Regarding the all-PDFs-available American Journal of Clinical Nutrition

(plus a little more):

It seemed to me that the first paper

Effects of vitamin C and vitamin E on in vivo lipid peroxidation: results of

a randomized controlled trial

Han-Yao Huang, Lawrence J Appel, D Croft, Edgar R , III,

Trevor A Mori, and Ian B Puddey

Am J Clin Nutr 2002;76 549-555

was interesting in that it said either vitamin C or E will reduce oxidized

fats in the blood and using both is a waste in this regard. They seem to

use alpha form of vitamin E, which struck my attention. Using both seemed

to give a not significant, but lower effect, actually. The fact that the

oxygen-radical absorbance capacity assay gave different results suggests it

is not so reliable maybe.

“…..a placebo-controlled, 2 x 2 factorial trial of vitamin C (500 mg

ascorbate/d) and vitamin

E (400 IU RRR--tocopheryl acetate/d) supplementation in 184 nonsmokers. The

mean duration of supplementation was 2 mo. The outcome measures were changes

from baseline in urinary 8-iso-prostaglandin F2, urinary malondialdehyde +

4-hydroxyalkenals, and serum oxygen-radical absorbance capacity.

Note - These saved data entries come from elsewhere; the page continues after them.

//! Previous-frame feedback buffers of the temporal mixer.
//!
//! The mixer reads the previous output and writes the current one. Each
//! plane (image and weight) owns two buffers in a [`FeedbackArena`]; the
//! roles flip once per frame unless one of the [`SwapConditions`] holds.

use alloc::vec::Vec;

use crate::{
    config::{Mtnr0Config, TnrMode},
    device::{Allocator, DmaBuffer},
    dma::{
        CompMode, DmaFormat, LossyQuality, SbwcType, align_up, header_stride, image_stride,
        payload_stride,
    },
    err::IspError,
    geometry::StripeInput,
    osal::DmaAddr,
    registers::dma::MAX_BATCH,
};

/// Internal buffer users of the block.
#[derive(Debug, Clone, Copy, PartialEq, Eq, PartialOrd, Ord, Hash)]
pub enum Subdev {
    L0YIn,
    L0WIn,
    L0YOut,
    L0WOut,
    L0YIn2nr,
    L0WIn2nr,
    L0YOut2nr,
    L0WOut2nr,
}

impl Subdev {
    pub const NORMAL: [Subdev; 4] = [Subdev::L0YIn, Subdev::L0WIn, Subdev::L0YOut, Subdev::L0WOut];
    pub const RECURSIVE_2NR: [Subdev; 4] = [
        Subdev::L0YIn2nr,
        Subdev::L0WIn2nr,
        Subdev::L0YOut2nr,
        Subdev::L0WOut2nr,
    ];

    pub fn is_weight(self) -> bool {
        matches!(
            self,
            Subdev::L0WIn | Subdev::L0WOut | Subdev::L0WIn2nr | Subdev::L0WOut2nr
        )
    }

    /// Output subdevs start as the write side of their arena.
    pub fn is_output(self) -> bool {
        matches!(
            self,
            Subdev::L0YOut | Subdev::L0WOut | Subdev::L0YOut2nr | Subdev::L0WOut2nr
        )
    }

    pub fn name(self) -> &'static str {
        match self {
            Subdev::L0YIn => "MTNR0_L0Y_IN",
            Subdev::L0WIn => "MTNR0_L0W_IN",
            Subdev::L0YOut => "MTNR0_L0Y_OUT",
            Subdev::L0WOut => "MTNR0_L0W_OUT",
            Subdev::L0YIn2nr => "MTNR0_L0Y_IN_2NR",
            Subdev::L0WIn2nr => "MTNR0_L0W_IN_2NR",
            Subdev::L0YOut2nr => "MTNR0_L0Y_OUT_2NR",
            Subdev::L0WOut2nr => "MTNR0_L0W_OUT_2NR",
        }
    }
}

/// Geometry of the feedback image, taken from the previous-frame write.
#[derive(Debug, Clone, Copy, PartialEq, Eq)]
pub struct BufInfo {
    pub width: u32,
    pub height: u32,
    pub bits: u32,
    pub sbwc: SbwcType,
    pub still: bool,
    pub cache_32b_pa: bool,
}

const COMP_BLOCK_W: u32 = 32;
const COMP_BLOCK_H: u32 = 4;

/// Bytes one frame of `subdev` takes.
///
/// Still capture keeps only the weight planes; its image planes are rejected.
pub fn buffer_size(subdev: Subdev, info: &BufInfo) -> Result<usize, IspError> {
    if info.width == 0 || info.height == 0 {
        return Err(IspError::InvalidGeometry("zero feedback size"));
    }

    if subdev.is_weight() {
        let size = align_up(info.width / 2, 16) * (info.height / 2 + 4);
        return Ok(size as usize);
    }
    if info.still {
        return Err(IspError::InvalidArgument);
    }

    // Luma of a custom request is lossy; only chroma would stay lossless.
    let y_type = match info.sbwc {
        SbwcType::LossyCustom32 => SbwcType::Lossy32,
        SbwcType::LossyCustom64 => SbwcType::Lossy64,
        other => other,
    };
    let (comp, align_64b) = y_type.comp_sbwc_en();
    let align_64b = align_64b || (info.cache_32b_pa && comp != CompMode::None);
    let quality = if comp == CompMode::Lossy {
        LossyQuality::Footprint
    } else {
        LossyQuality::Visual
    };

    let size = match comp {
        CompMode::None => {
            let stride = image_stride(
                info.bits,
                info.bits,
                DmaFormat::Y,
                align_up(info.width, 32),
                16,
                true,
            );
            stride * align_up(info.height, 4)
        }
        CompMode::Lossless | CompMode::Lossy => {
            let rows = info.height.div_ceil(COMP_BLOCK_H);
            let payload = payload_stride(
                comp,
                info.bits,
                info.width,
                align_64b,
                quality,
                COMP_BLOCK_W,
                COMP_BLOCK_H,
            );
            payload * rows + header_stride(info.width, COMP_BLOCK_W, 16) * rows
        }
    };

    Ok(size as usize)
}

/// Two buffers of one plane with an index naming the write target.
#[derive(Debug)]
pub struct FeedbackArena {
    bufs: [Option<DmaBuffer>; 2],
    writer: usize,
}

impl FeedbackArena {
    pub fn new() -> Self {
        Self {
            bufs: [None, None],
            writer: 1,
        }
    }

    pub fn is_allocated(&self, output: bool) -> bool {
        self.bufs[self.index(output)].is_some()
    }

    fn index(&self, output: bool) -> usize {
        if output { self.writer } else { 1 - self.writer }
    }

    fn put(&mut self, output: bool, buf: DmaBuffer) {
        let idx = self.index(output);
        self.bufs[idx] = Some(buf);
    }

    fn take(&mut self, output: bool) -> Option<DmaBuffer> {
        let idx = self.index(output);
        self.bufs[idx].take()
    }

    /// Buffer holding the previous frame.
    pub fn prev(&self) -> Option<&DmaBuffer> {
        self.bufs[1 - self.writer].as_ref()
    }

    /// Buffer the current frame is written to.
    pub fn cur(&self) -> Option<&DmaBuffer> {
        self.bufs[self.writer].as_ref()
    }

    pub fn swap_feedback_slots(&mut self) {
        self.writer = 1 - self.writer;
    }

    fn drain(&mut self) -> impl Iterator<Item = DmaBuffer> + '_ {
        self.writer = 1;
        self.bufs.iter_mut().filter_map(Option::take)
    }
}

impl Default for FeedbackArena {
    fn default() -> Self {
        Self::new()
    }
}

/// Image and weight arenas of one feedback path.
#[derive(Debug, Default)]
pub struct FeedbackSet {
    pub image: FeedbackArena,
    pub weight: FeedbackArena,
}

impl FeedbackSet {
    pub fn new() -> Self {
        Self {
            image: FeedbackArena::new(),
            weight: FeedbackArena::new(),
        }
    }

    fn arena(&self, subdev: Subdev) -> &FeedbackArena {
        if subdev.is_weight() { &self.weight } else { &self.image }
    }

    fn arena_mut(&mut self, subdev: Subdev) -> &mut FeedbackArena {
        if subdev.is_weight() {
            &mut self.weight
        } else {
            &mut self.image
        }
    }

    pub fn is_allocated(&self, subdev: Subdev) -> bool {
        self.arena(subdev).is_allocated(subdev.is_output())
    }

    pub fn allocated_count(&self) -> usize {
        self.image.bufs.iter().chain(self.weight.bufs.iter()).filter(|b| b.is_some()).count()
    }

    /// Allocates every missing buffer of `subdevs`.
    ///
    /// A subdev whose size cannot be resolved is skipped. If an allocation
    /// fails, the buffers allocated by this call are freed again.
    pub fn alloc(
        &mut self,
        subdevs: &[Subdev],
        info: &BufInfo,
        alloc: &mut dyn Allocator,
    ) -> Result<(), IspError> {
        let mut done: Vec<Subdev> = Vec::new();

        for &sd in subdevs {
            if self.is_allocated(sd) {
                continue;
            }
            let size = match buffer_size(sd, info) {
                Ok(size) => size,
                Err(e) => {
                    debug!("[MTNR0] {}: no buffer ({})", sd.name(), e);
                    continue;
                }
            };

            match alloc.alloc(size, sd.name()) {
                Ok(buf) => {
                    info!(
                        "[MTNR0] {}: alloc {} bytes at {:#x}",
                        sd.name(),
                        size,
                        buf.dva
                    );
                    self.arena_mut(sd).put(sd.is_output(), buf);
                    done.push(sd);
                }
                Err(e) => {
                    error!("[MTNR0] {}: failed to alloc {} bytes", sd.name(), size);
                    for prev in done {
                        if let Some(buf) = self.arena_mut(prev).take(prev.is_output()) {
                            alloc.free(buf);
                        }
                    }
                    return Err(e);
                }
            }
        }

        Ok(())
    }

    pub fn swap_feedback_slots(&mut self) {
        self.image.swap_feedback_slots();
        self.weight.swap_feedback_slots();
    }

    pub fn free_all(&mut self, alloc: &mut dyn Allocator) {
        for buf in self.image.drain().chain(self.weight.drain()) {
            debug!("[MTNR0] free {} at {:#x}", buf.name, buf.dva);
            alloc.free(buf);
        }
    }
}

/// The mixer skips the blend and reuses its previous output.
pub fn skip_mix(cfg: &Mtnr0Config) -> bool {
    cfg.skip_wdma && !cfg.still_en && cfg.mixer_mode == TnrMode::Normal
}

/// More stripes of the same frame follow this one.
pub fn partial_stripe(stripe: &StripeInput) -> bool {
    stripe.is_partial()
}

/// An even batch ends on the buffer it started on.
pub fn even_batch(num_buffers: u32) -> bool {
    num_buffers > 1 && num_buffers % 2 == 0
}

/// Exception conditions that keep the feedback roles in place.
#[derive(Debug, Clone, Copy, PartialEq, Eq, Default)]
pub struct SwapConditions {
    pub skip_mix: bool,
    pub partial_stripe: bool,
    pub even_batch: bool,
}

impl SwapConditions {
    pub fn new(cfg: &Mtnr0Config, stripe: &StripeInput, num_buffers: u32) -> Self {
        Self {
            skip_mix: skip_mix(cfg),
            partial_stripe: partial_stripe(stripe),
            even_batch: even_batch(num_buffers),
        }
    }

    /// Flip the arena roles after this frame.
    pub fn swap_frame(&self) -> bool {
        !(self.skip_mix || self.partial_stripe || self.even_batch)
    }

    /// Alternate the roles between odd and even buffers of a batch.
    pub fn swap_fro(&self) -> bool {
        !(self.skip_mix || self.partial_stripe)
    }
}

/// Per-buffer read and write addresses of one feedback plane.
#[derive(Debug, Clone, PartialEq, Eq, Default)]
pub struct BatchAddrs {
    pub read: Vec<DmaAddr>,
    pub write: Vec<DmaAddr>,
}

/// Fills one address per batch buffer. Buffer 0 reads `prev` and writes
/// `cur`; odd buffers trade the two when `swap_fro` is set.
pub fn fill_batch_addresses(
    prev: DmaAddr,
    cur: DmaAddr,
    num_buffers: u32,
    swap_fro: bool,
) -> BatchAddrs {
    let nb = (num_buffers.max(1) as usize).min(MAX_BATCH);
    let mut out = BatchAddrs {
        read: Vec::with_capacity(nb),
        write: Vec::with_capacity(nb),
    };

    for b in 0..nb {
        if swap_fro && b % 2 == 1 {
            out.read.push(cur);
            out.write.push(prev);
        } else {
            out.read.push(prev);
            out.write.push(cur);
        }
    }

    out
}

Results: The within-group mean changes (and 95% CIs) in urinary

8-iso-prostaglandin F2 (pg/mg creatinine) were 9.0 (–125.1, 143.1), –150.0

(–275.4, –24.6), –141.3 (–230.5, –52.1), and –112.5 (–234.8, 9.8) in the

placebo, vitamin C alone, vitamin E alone, and vitamins C + E groups,

respectively. No synergistic effect of these 2 vitamins on urinary

8-iso-prostaglandin F2 was observed (P = 0.12). Neither vitamin had an

effect on urinary malondialdehyde + 4-hydroxyalkenals. Vitamin C, but not

vitamin E, increased serum oxygen-radical absorbance capacity (P = 0.01).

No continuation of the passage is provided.